Wireless sensing technology allows for non-intrusive sensing without the need for physical sensors worn by the target, enabling a wide range of applications, such as indoor tracking, and activity identification. To theoretically reveal the fundamental principles of wireless sensing, the Fresnel zone model has been introduced in the field of Wi-Fi sensing. While the Fresnel zone model is effective in explaining the sensing mechanism in line-of-sight (LoS) scenarios, achieving accurate sensing in non-line-of-sight (NLoS) situations continues to pose a significant challenge. In this paper, we propose a novel theoretical model called the Hyperbolic zone to reveal the fundamental sensing mechanism in NLoS scenarios. The main principle is to eliminate the complex NLoS path shared among different transmitter-receiver pairs, which allows us to obtain a series of simple "virtual" reflection paths among receivers.
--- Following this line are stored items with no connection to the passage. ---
use std::path::{Path, PathBuf};
use std::sync::Arc;
use std::time::Duration;

use axum::{
    body::Bytes,
    extract::{DefaultBodyLimit, Multipart, State},
    http::StatusCode,
    response::{IntoResponse, Response},
    routing::{get, post},
    Json, Router,
};
use chrono::Local;
use foliar::{FileAuditLog, FolioStamper, StampError, StampOptions};
use serde::{Deserialize, Serialize};
use tower_http::cors::CorsLayer;

use crate::storage::TempStore;

/// Upload cap enforced before a request body is buffered: 2 GiB.
pub const MAX_UPLOAD_BYTES: usize = 2 * 1024 * 1024 * 1024;

/// Server configuration, resolved once at startup and passed down as state.
#[derive(Debug, Clone)]
pub struct ServerConfig {
    pub bind: String,
    pub temp_dir: PathBuf,
    pub log_dir: PathBuf,
    /// Temp files older than this are swept at startup.
    pub stale_after: Duration,
}

impl Default for ServerConfig {
    fn default() -> Self {
        ServerConfig {
            bind: "0.0.0.0:3000".to_string(),
            temp_dir: PathBuf::from("temp_files"),
            log_dir: PathBuf::from("logs"),
            stale_after: Duration::from_secs(3600),
        }
    }
}

impl ServerConfig {
    /// Defaults with `FOLIAR_BIND` / `FOLIAR_TEMP_DIR` / `FOLIAR_LOG_DIR`
    /// environment overrides.
    pub fn from_env() -> Self {
        let mut config = ServerConfig::default();
        if let Ok(bind) = std::env::var("FOLIAR_BIND") {
            config.bind = bind;
        }
        if let Some(dir) = std::env::var_os("FOLIAR_TEMP_DIR") {
            config.temp_dir = PathBuf::from(dir);
        }
        if let Some(dir) = std::env::var_os("FOLIAR_LOG_DIR") {
            config.log_dir = PathBuf::from(dir);
        }
        config
    }
}

/// Standard error response structure
#[derive(Debug, Serialize, Deserialize)]
pub struct ErrorResponse {
    /// Human-readable error message describing what went wrong
    pub error: String,
}

/// Application-specific error types for the API
#[derive(Debug, thiserror::Error)]
pub enum AppError {
    #[error("{0}")]
    BadRequest(String),

    #[error("only PDF uploads are accepted")]
    UnsupportedMediaType,

    #[error("preview rendering is not available on this server")]
    PreviewUnavailable,

    #[error(transparent)]
    Stamp(#[from] StampError),

    #[error("{0}")]
    Internal(String),
}

impl AppError {
    fn status(&self) -> StatusCode {
        match self {
            AppError::BadRequest(_) => StatusCode::BAD_REQUEST,
            AppError::UnsupportedMediaType => StatusCode::UNSUPPORTED_MEDIA_TYPE,
            AppError::PreviewUnavailable => StatusCode::NOT_IMPLEMENTED,
            AppError::Stamp(StampError::EncryptedDocument)
            | AppError::Stamp(StampError::InvalidRange { .. }) => StatusCode::UNPROCESSABLE_ENTITY,
            AppError::Stamp(_) | AppError::Internal(_) => StatusCode::INTERNAL_SERVER_ERROR,
        }
    }
}

impl IntoResponse for AppError {
    fn into_response(self) -> Response {
        let error_response = ErrorResponse {
            error: self.to_string(),
        };
        (self.status(), Json(error_response)).into_response()
    }
}

pub(crate) struct AppState {
    pub(crate) store: TempStore,
    pub(crate) stamper: FolioStamper<FileAuditLog>,
}

pub(crate) type SharedState = Arc<AppState>;

/// Build the application router with all routes configured
pub fn app(config: &ServerConfig) -> Router {
    let state: SharedState = Arc::new(AppState {
        store: TempStore::new(&config.temp_dir),
        stamper: FolioStamper::new(FileAuditLog::new(&config.log_dir)),
    });

    Router::new()
        .route("/api/stamp", post(stamp_pdf))
        .route("/api/preview", post(preview_pdf))
        .route("/api/health", get(health_check))
        .layer(DefaultBodyLimit::max(MAX_UPLOAD_BYTES))
        .layer(CorsLayer::permissive())
        .with_state(state)
}

/// Health check endpoint for monitoring and load balancing
pub async fn health_check() -> impl IntoResponse {
    Json(serde_json::json!({
        "status": "ok",
        "service": "foliar API",
        "version": env!("CARGO_PKG_VERSION"),
        "preview": cfg!(feature = "preview"),
    }))
}

/// One parsed upload: the document plus its stamping options.
pub(crate) struct StampUpload {
    pub(crate) filename: String,
    pub(crate) data: Bytes,
    pub(crate) options: StampOptions,
}

/// Stamp an uploaded PDF and return it as a download.
pub(crate) async fn stamp_pdf(
    State(state): State<SharedState>,
    mut multipart: Multipart,
) -> Result<Response, AppError> {
    let upload = read_form(&mut multipart).await?;
    let download_name = download_filename(&upload.filename);

    let stamped = tokio::task::spawn_blocking(move || -> Result<Vec<u8>, AppError> {
        let files = state.store.allocate().map_err(StampError::from)?;
        std::fs::write(files.input(), &upload.data).map_err(StampError::from)?;
        state
            .stamper
            .stamp_file(files.input(), files.output(), &upload.options)?;
        let bytes = std::fs::read(files.output()).map_err(StampError::from)?;
        Ok(bytes)
        // `files` drops here: both temp paths are removed on every exit.
    })
    .await
    .map_err(|err| AppError::Internal(format!("stamping task failed: {err}")))??;

    Ok((
        StatusCode::OK,
        [
            ("Content-Type", "application/pdf".to_string()),
            (
                "Content-Disposition",
                format!("attachment; filename=\"{download_name}\""),
            ),
        ],
        stamped,
    )
        .into_response())
}

/// Stamp the requested page and return it rasterized as a PNG.
pub(crate) async fn preview_pdf(
    State(state): State<SharedState>,
    mut multipart: Multipart,
) -> Result<Response, AppError> {
    let mut upload = read_form(&mut multipart).await?;
    upload.options.preview = true;
    // A preview renders exactly the requested page.
    upload.options.end_page = Some(upload.options.start_page.max(1) as u32);

    render_preview(state, upload).await
}

#[cfg(feature = "preview")]
async fn render_preview(state: SharedState, upload: StampUpload) -> Result<Response, AppError> {
    let png = tokio::task::spawn_blocking(move || -> Result<Vec<u8>, AppError> {
        let files = state.store.allocate().map_err(StampError::from)?;
        std::fs::write(files.input(), &upload.data).map_err(StampError::from)?;
        state
            .stamper
            .stamp_file(files.input(), files.output(), &upload.options)?;
        crate::preview::render_first_page_png(files.output())
    })
    .await
    .map_err(|err| AppError::Internal(format!("preview task failed: {err}")))??;

    Ok((
        StatusCode::OK,
        [("Content-Type", "image/png".to_string())],
        png,
    )
        .into_response())
}

#[cfg(not(feature = "preview"))]
async fn render_preview(_state: SharedState, _upload: StampUpload) -> Result<Response, AppError> {
    Err(AppError::PreviewUnavailable)
}

/// Parse the multipart form: one `pdf_file` plus optional styling fields.
///
/// Missing or unparsable fields keep their defaults, mirroring the form's
/// tolerant handling of partially filled inputs.
async fn read_form(multipart: &mut Multipart) -> Result<StampUpload, AppError> {
    let mut file: Option<(String, Bytes)> = None;
    let mut options = StampOptions::default();

    while let Some(field) = multipart
        .next_field()
        .await
        .map_err(|err| AppError::BadRequest(format!("malformed multipart body: {err}")))?
    {
        let name = field.name().unwrap_or_default().to_string();
        match name.as_str() {
            "pdf_file" => {
                let filename = field.file_name().unwrap_or_default().to_string();
                let data = field.bytes().await.map_err(|err| {
                    AppError::BadRequest(format!("failed to read uploaded file: {err}"))
                })?;
                file = Some((filename, data));
            }
            "start_number" => set_parsed(&mut options.start_number, &text(field).await?),
            "start_page" => set_parsed(&mut options.start_page, &text(field).await?),
            "end_page" => options.end_page = text(field).await?.trim().parse().ok(),
            "font_size" => set_parsed(&mut options.font_size, &text(field).await?),
            "offset" => set_parsed(&mut options.offset_cm, &text(field).await?),
            "corner" => set_parsed(&mut options.corner, &text(field).await?),
            "orientation" => set_parsed(&mut options.orientation, &text(field).await?),
            _ => {}
        }
    }

    let (filename, data) = file
        .ok_or_else(|| AppError::BadRequest("no file provided in upload".to_string()))?;
    if filename.is_empty() {
        return Err(AppError::BadRequest("no file provided in upload".to_string()));
    }
    if !filename.to_ascii_lowercase().ends_with(".pdf") {
        return Err(AppError::UnsupportedMediaType);
    }

    Ok(StampUpload {
        filename,
        data,
        options,
    })
}

async fn text(field: axum::extract::multipart::Field<'_>) -> Result<String, AppError> {
    field
        .text()
        .await
        .map_err(|err| AppError::BadRequest(format!("failed to read form field: {err}")))
}

fn set_parsed<T: std::str::FromStr>(slot: &mut T, raw: &str) {
    if let Ok(value) = raw.trim().parse() {
        *slot = value;
    }
}

/// Download name for a stamped document: `Foliado_<base>_<YYYYMMDD>.pdf`.
fn download_filename(original: &str) -> String {
    format!(
        "Foliado_{}_{}.pdf",
        sanitize_stem(original),
        Local::now().format("%Y%m%d")
    )
}

/// Reduce an uploaded name to a safe file stem.
fn sanitize_stem(name: &str) -> String {
    let stem = Path::new(name)
        .file_stem()
        .and_then(|stem| stem.to_str())
        .unwrap_or("document");
    let cleaned: String = stem
        .chars()
        .map(|c| {
            if c.is_ascii_alphanumeric() || matches!(c, '.' | '-' | '_') {
                c
            } else {
                '_'
            }
        })
        .collect();
    if cleaned.is_empty() {
        "document".to_string()
    } else {
        cleaned
    }
}

#[cfg(test)]
mod tests {
    use super::*;

    #[test]
    fn test_sanitize_stem_strips_path_and_specials() {
        assert_eq!(sanitize_stem("contract.pdf"), "contract");
        assert_eq!(sanitize_stem("dir/evil name!.pdf"), "evil_name_");
        assert_eq!(sanitize_stem(""), "document");
    }

    #[test]
    fn test_download_filename_shape() {
        let name = download_filename("scan 2024.pdf");
        assert!(name.starts_with("Foliado_scan_2024_"));
        assert!(name.ends_with(".pdf"));
        // Foliado_ + stem + _ + YYYYMMDD + .pdf
        let date = name
            .trim_end_matches(".pdf")
            .rsplit('_')
            .next()
            .unwrap()
            .to_string();
        assert_eq!(date.len(), 8);
        assert!(date.chars().all(|c| c.is_ascii_digit()));
    }

    #[test]
    fn test_error_response_serialization() {
        let error = ErrorResponse {
            error: "Test error message".to_string(),
        };
        let json = serde_json::to_value(&error).unwrap();
        assert_eq!(json["error"], "Test error message");
    }

    #[test]
    fn test_app_error_status_mapping() {
        assert_eq!(
            AppError::UnsupportedMediaType.status(),
            StatusCode::UNSUPPORTED_MEDIA_TYPE
        );
        assert_eq!(
            AppError::PreviewUnavailable.status(),
            StatusCode::NOT_IMPLEMENTED
        );
        assert_eq!(
            AppError::Stamp(StampError::EncryptedDocument).status(),
            StatusCode::UNPROCESSABLE_ENTITY
        );
        assert_eq!(
            AppError::Stamp(StampError::InvalidRange {
                start_page: 5,
                end_page: Some(3),
                total_pages: 10,
            })
            .status(),
            StatusCode::UNPROCESSABLE_ENTITY
        );
        assert_eq!(
            AppError::Internal("boom".to_string()).status(),
            StatusCode::INTERNAL_SERVER_ERROR
        );
    }

    #[test]
    fn test_set_parsed_keeps_default_on_garbage() {
        let mut value: u32 = 7;
        set_parsed(&mut value, "not a number");
        assert_eq!(value, 7);
        set_parsed(&mut value, " 12 ");
        assert_eq!(value, 12);
    }

    #[test]
    fn test_server_config_defaults() {
        let config = ServerConfig::default();
        assert_eq!(config.bind, "0.0.0.0:3000");
        assert_eq!(config.temp_dir, PathBuf::from("temp_files"));
        assert_eq!(config.log_dir, PathBuf::from("logs"));
        assert_eq!(config.stale_after, Duration::from_secs(3600));
    }
}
Since these "virtual" reflection paths satisfy the properties of the hyperbola, we propose the hyperbolic tracking model. Based on the proposed model, we implement the HyperTracking system using commercial Wi-Fi devices. The experimental results show that the proposed hyperbolic model is suitable for accurate tracking in both LoS and NLoS scenarios. We can reduce 0.36 m tracking error in contrast to the Fresnel zone model in NLoS scenarios. When we utilize the proposed hyperbolic model to train a typical LSTM neural network, we are able to further reduce the tracking error by 0.13 m and save the execution time by 281% with the same data. As a whole, our method can reduce the tracking error by 54% in NLoS scenarios compared with the Fresnel zone model.